TASK INSTRUCTIONS> Lines holding the word "kind": how many does the material below have? Answer with nothing but the number.

DATA FOR PROCESSING>

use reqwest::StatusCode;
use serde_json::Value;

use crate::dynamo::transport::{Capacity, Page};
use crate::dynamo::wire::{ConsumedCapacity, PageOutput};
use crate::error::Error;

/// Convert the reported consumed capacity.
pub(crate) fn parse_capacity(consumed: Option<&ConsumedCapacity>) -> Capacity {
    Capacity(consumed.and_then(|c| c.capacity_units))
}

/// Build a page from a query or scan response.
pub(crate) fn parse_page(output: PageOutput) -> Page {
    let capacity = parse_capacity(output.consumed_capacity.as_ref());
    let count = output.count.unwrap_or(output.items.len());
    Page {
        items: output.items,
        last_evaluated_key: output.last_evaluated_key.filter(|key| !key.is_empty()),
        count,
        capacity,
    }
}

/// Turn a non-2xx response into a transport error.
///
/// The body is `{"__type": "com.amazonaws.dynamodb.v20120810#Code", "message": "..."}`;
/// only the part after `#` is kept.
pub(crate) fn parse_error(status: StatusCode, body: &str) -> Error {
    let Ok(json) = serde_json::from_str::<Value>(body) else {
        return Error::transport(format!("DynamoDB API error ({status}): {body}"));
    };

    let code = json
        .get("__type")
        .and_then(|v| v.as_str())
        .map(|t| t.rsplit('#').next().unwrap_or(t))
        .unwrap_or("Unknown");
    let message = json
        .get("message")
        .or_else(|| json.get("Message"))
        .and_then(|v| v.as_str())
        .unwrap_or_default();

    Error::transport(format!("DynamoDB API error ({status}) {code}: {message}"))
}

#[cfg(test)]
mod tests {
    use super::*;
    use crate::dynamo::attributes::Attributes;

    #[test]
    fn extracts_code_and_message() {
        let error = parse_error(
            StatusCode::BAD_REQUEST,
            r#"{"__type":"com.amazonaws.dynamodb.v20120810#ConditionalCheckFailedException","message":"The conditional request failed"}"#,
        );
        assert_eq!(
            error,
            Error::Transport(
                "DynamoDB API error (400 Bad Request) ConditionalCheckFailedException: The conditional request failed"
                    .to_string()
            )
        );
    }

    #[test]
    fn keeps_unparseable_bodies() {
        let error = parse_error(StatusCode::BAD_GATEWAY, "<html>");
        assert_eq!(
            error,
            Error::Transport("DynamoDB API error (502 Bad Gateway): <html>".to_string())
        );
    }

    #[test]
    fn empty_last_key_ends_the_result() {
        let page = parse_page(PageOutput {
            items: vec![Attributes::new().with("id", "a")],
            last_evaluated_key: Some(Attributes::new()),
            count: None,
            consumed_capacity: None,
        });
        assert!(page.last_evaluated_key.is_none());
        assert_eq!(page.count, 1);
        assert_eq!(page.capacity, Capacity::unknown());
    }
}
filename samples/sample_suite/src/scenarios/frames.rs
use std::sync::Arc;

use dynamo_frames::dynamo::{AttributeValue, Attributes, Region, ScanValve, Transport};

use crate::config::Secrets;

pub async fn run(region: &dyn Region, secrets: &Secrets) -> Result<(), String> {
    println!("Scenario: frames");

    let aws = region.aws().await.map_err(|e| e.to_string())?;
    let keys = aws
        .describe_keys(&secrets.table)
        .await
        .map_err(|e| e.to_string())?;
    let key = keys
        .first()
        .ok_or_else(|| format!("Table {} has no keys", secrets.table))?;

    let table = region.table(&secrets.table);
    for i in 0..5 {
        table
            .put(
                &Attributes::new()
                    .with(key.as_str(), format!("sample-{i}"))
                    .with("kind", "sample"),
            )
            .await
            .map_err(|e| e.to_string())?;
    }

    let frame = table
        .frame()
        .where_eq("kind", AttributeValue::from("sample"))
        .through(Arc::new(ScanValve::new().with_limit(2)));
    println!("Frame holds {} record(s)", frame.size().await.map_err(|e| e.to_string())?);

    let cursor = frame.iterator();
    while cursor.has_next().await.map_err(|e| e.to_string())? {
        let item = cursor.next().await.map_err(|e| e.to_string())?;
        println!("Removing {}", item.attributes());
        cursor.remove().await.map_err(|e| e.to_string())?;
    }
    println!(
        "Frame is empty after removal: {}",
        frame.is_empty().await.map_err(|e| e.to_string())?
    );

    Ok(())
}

--

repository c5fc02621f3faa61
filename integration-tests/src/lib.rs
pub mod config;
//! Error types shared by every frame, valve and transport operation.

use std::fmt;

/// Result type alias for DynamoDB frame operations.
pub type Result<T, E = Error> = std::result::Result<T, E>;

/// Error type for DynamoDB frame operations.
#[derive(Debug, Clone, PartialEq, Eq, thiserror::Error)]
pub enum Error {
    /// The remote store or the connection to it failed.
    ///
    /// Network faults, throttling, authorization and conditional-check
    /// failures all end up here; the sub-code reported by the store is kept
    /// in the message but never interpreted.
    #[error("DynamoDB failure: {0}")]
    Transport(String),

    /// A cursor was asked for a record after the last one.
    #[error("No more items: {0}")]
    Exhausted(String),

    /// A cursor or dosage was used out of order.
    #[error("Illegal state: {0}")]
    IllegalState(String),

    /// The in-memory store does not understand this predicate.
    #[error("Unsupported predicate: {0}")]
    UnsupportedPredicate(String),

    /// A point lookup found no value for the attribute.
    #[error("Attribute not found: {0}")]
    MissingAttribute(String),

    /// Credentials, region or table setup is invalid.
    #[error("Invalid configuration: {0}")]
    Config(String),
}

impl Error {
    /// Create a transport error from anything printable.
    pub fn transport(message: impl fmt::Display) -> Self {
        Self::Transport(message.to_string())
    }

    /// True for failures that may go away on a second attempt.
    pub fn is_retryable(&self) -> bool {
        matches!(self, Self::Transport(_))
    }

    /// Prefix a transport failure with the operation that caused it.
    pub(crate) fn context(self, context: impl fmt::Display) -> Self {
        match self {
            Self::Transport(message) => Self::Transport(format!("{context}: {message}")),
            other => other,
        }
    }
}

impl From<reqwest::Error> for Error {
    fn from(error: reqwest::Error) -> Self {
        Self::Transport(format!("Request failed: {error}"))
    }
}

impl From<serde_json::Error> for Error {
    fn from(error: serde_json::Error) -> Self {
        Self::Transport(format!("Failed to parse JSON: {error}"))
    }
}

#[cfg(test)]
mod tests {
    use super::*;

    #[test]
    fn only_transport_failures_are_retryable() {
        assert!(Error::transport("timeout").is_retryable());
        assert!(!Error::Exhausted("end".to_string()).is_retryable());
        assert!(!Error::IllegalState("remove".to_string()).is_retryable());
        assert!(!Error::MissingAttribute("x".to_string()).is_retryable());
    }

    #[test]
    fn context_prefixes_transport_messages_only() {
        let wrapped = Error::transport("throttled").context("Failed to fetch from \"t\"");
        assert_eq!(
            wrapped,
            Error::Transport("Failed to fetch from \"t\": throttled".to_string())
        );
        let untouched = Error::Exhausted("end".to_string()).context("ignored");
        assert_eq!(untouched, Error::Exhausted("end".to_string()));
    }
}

OUTPUT> 2